If a line of the records contains the string "pair", copy it out.

Study material: Begin

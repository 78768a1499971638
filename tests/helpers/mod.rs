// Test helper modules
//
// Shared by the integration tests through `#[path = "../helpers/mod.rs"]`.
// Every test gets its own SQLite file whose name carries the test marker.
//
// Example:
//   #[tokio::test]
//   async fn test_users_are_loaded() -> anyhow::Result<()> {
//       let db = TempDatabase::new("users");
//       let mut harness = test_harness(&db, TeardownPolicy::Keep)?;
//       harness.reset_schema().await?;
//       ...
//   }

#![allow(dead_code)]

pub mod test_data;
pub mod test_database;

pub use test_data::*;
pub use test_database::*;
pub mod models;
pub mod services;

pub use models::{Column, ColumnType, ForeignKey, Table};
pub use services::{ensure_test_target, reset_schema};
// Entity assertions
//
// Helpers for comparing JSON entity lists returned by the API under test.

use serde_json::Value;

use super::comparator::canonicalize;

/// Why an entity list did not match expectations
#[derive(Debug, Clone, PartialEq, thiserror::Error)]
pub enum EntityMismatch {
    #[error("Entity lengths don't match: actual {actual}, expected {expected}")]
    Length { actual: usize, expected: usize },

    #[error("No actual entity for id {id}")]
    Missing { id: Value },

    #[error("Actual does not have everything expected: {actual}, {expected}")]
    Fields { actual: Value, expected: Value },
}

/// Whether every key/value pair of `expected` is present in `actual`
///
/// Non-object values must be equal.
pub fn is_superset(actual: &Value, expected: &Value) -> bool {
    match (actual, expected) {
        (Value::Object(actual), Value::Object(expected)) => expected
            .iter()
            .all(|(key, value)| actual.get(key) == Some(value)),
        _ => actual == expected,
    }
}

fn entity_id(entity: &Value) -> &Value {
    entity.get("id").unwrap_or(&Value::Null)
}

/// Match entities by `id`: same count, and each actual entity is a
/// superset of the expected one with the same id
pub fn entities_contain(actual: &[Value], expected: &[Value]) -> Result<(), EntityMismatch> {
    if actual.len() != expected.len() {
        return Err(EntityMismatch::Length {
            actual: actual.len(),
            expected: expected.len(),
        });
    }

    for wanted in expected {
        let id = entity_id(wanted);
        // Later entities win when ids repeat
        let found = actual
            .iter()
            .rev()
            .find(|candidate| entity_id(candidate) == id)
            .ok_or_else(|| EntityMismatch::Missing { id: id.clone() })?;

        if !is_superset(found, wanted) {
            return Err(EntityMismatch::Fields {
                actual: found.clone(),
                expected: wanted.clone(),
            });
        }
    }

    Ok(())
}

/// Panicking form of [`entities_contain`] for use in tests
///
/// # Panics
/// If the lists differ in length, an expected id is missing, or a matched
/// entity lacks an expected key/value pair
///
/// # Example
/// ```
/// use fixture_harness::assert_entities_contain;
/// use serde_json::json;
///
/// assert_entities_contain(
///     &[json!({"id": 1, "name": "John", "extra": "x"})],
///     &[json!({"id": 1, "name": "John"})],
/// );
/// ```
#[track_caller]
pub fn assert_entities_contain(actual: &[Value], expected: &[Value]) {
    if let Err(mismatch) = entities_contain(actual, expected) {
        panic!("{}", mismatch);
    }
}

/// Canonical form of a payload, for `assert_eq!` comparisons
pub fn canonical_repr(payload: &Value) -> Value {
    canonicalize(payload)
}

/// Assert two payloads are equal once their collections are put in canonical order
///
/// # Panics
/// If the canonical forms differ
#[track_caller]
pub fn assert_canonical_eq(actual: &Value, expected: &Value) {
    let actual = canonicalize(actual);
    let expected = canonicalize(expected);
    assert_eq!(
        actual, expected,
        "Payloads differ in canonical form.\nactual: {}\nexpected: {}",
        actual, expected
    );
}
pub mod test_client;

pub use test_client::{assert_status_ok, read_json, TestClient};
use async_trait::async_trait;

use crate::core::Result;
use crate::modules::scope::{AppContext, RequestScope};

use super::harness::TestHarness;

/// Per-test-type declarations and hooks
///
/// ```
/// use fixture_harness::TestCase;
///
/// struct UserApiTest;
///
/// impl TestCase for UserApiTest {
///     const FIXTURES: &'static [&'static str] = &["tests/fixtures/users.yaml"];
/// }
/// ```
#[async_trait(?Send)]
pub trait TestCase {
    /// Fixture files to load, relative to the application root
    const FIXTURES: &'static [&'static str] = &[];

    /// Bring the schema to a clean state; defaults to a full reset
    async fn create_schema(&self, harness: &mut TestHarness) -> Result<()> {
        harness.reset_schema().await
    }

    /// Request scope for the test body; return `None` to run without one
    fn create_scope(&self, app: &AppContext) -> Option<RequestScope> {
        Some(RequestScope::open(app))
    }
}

Study material: End

**Exercise result**:
/// Whether every key/value pair of `expected` is present in `actual`
/// entity lacks an expected key/value pair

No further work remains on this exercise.